[Source records]
▬▬▬▬▬▬▬▬▬▬

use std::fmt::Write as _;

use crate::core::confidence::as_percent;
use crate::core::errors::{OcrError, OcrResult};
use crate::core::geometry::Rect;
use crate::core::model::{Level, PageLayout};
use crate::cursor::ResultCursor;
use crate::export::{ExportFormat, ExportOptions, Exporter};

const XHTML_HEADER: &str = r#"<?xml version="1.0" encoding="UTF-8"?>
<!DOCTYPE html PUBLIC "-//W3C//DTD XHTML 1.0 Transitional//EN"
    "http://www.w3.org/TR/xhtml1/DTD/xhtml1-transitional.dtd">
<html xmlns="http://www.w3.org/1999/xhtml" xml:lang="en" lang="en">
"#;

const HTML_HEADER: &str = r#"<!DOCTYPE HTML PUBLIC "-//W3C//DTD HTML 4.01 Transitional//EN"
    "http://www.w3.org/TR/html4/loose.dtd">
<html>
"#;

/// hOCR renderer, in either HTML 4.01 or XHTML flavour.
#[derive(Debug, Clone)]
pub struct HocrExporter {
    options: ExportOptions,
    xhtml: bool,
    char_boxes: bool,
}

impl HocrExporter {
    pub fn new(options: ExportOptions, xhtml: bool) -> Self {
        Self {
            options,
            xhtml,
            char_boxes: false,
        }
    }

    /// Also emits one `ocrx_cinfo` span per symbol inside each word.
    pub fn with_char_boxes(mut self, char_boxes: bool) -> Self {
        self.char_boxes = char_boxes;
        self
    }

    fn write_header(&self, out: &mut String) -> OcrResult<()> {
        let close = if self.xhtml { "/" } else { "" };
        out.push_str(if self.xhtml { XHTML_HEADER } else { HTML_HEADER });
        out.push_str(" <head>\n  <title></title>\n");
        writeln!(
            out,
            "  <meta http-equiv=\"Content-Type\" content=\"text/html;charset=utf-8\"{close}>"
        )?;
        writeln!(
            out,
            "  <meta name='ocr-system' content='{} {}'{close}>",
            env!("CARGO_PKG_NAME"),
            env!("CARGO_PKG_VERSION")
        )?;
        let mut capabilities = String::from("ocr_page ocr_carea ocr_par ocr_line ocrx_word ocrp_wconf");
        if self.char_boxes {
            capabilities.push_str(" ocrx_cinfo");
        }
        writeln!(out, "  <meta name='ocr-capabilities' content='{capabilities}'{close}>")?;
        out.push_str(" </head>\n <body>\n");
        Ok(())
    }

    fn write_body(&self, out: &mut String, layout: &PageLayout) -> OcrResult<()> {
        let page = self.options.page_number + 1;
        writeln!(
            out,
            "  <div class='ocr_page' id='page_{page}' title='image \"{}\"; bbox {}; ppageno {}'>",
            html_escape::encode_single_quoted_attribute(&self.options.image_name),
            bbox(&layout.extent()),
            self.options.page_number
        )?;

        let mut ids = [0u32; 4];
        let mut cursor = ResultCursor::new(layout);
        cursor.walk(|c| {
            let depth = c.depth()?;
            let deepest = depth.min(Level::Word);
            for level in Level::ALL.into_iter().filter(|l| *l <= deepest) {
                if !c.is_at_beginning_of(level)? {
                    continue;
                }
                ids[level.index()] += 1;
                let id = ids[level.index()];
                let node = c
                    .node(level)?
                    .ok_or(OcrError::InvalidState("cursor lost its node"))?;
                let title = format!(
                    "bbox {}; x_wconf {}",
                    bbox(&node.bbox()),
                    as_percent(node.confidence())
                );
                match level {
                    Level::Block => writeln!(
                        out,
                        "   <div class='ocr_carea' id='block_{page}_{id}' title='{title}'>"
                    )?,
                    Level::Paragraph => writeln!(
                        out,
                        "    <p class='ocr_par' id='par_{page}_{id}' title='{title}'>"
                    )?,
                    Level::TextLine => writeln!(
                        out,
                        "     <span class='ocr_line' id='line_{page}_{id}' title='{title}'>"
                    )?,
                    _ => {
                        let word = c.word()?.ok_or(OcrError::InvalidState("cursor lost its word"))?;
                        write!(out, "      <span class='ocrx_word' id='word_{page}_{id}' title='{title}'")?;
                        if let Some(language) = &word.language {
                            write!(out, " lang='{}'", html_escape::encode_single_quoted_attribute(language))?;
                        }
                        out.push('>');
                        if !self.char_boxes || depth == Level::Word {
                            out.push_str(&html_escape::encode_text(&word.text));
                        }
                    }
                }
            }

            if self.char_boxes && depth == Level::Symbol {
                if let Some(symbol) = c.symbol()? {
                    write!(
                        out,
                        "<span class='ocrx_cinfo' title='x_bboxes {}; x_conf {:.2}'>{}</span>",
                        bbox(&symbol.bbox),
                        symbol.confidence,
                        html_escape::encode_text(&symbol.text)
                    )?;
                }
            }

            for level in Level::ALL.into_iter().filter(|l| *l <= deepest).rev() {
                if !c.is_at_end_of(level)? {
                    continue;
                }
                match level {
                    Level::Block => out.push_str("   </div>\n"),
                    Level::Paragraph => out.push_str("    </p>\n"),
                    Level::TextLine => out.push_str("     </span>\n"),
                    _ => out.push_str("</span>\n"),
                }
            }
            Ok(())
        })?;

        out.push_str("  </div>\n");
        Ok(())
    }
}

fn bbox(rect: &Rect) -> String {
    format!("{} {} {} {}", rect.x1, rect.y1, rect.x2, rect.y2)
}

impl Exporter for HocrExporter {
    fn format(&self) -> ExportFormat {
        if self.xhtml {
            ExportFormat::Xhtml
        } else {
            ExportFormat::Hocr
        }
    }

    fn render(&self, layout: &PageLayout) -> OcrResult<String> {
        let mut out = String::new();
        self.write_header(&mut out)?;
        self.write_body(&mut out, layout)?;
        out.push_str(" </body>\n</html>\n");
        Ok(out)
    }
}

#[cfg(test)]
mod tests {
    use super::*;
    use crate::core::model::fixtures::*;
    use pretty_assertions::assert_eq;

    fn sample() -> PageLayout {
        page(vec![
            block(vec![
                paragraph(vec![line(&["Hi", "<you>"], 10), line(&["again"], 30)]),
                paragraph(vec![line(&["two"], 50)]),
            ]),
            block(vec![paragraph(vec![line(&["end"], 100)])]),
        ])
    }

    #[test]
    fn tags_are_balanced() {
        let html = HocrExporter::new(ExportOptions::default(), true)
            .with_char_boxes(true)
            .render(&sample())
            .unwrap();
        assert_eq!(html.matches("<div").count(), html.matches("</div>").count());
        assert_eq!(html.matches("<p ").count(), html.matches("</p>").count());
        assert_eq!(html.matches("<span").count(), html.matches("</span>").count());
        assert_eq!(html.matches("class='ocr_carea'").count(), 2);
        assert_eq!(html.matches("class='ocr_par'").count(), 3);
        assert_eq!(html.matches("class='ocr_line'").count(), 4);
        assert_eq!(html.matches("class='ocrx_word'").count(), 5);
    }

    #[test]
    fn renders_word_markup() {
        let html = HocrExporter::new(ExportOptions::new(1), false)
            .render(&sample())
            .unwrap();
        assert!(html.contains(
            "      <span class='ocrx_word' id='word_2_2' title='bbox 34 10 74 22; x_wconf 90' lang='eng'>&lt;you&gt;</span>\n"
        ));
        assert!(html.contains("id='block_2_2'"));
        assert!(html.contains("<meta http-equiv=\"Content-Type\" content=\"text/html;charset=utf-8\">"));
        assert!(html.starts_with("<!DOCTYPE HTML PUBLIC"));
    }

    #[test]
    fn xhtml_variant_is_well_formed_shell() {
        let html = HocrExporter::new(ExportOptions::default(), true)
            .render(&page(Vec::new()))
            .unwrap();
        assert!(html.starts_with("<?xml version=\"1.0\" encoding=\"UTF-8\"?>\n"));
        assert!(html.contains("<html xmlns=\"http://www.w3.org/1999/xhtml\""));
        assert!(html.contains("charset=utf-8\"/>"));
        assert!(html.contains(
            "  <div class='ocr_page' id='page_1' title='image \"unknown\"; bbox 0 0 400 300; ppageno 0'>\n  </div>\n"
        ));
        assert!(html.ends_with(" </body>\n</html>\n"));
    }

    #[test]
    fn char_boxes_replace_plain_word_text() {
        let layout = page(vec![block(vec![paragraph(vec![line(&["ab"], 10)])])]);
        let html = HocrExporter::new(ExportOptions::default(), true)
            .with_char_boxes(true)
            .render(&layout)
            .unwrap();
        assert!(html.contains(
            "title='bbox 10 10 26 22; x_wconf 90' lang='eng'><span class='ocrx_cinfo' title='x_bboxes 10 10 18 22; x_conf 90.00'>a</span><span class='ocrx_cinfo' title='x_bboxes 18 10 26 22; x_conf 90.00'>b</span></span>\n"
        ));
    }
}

▬▬▬▬▬▬▬▬▬▬

# TASK BRIEF:
Start with the first line of the data and print every line exactly. The line containing "const XHTML_HEADER: &str" is the last one to include.

# THE ANSWER:
use std::fmt::Write as _;

use crate::core::confidence::as_percent;
use crate::core::errors::{OcrError, OcrResult};
use crate::core::geometry::Rect;
use crate::core::model::{Level, PageLayout};
use crate::cursor::ResultCursor;
use crate::export::{ExportFormat, ExportOptions, Exporter};

const XHTML_HEADER: &str = r#"<?xml version="1.0" encoding="UTF-8"?>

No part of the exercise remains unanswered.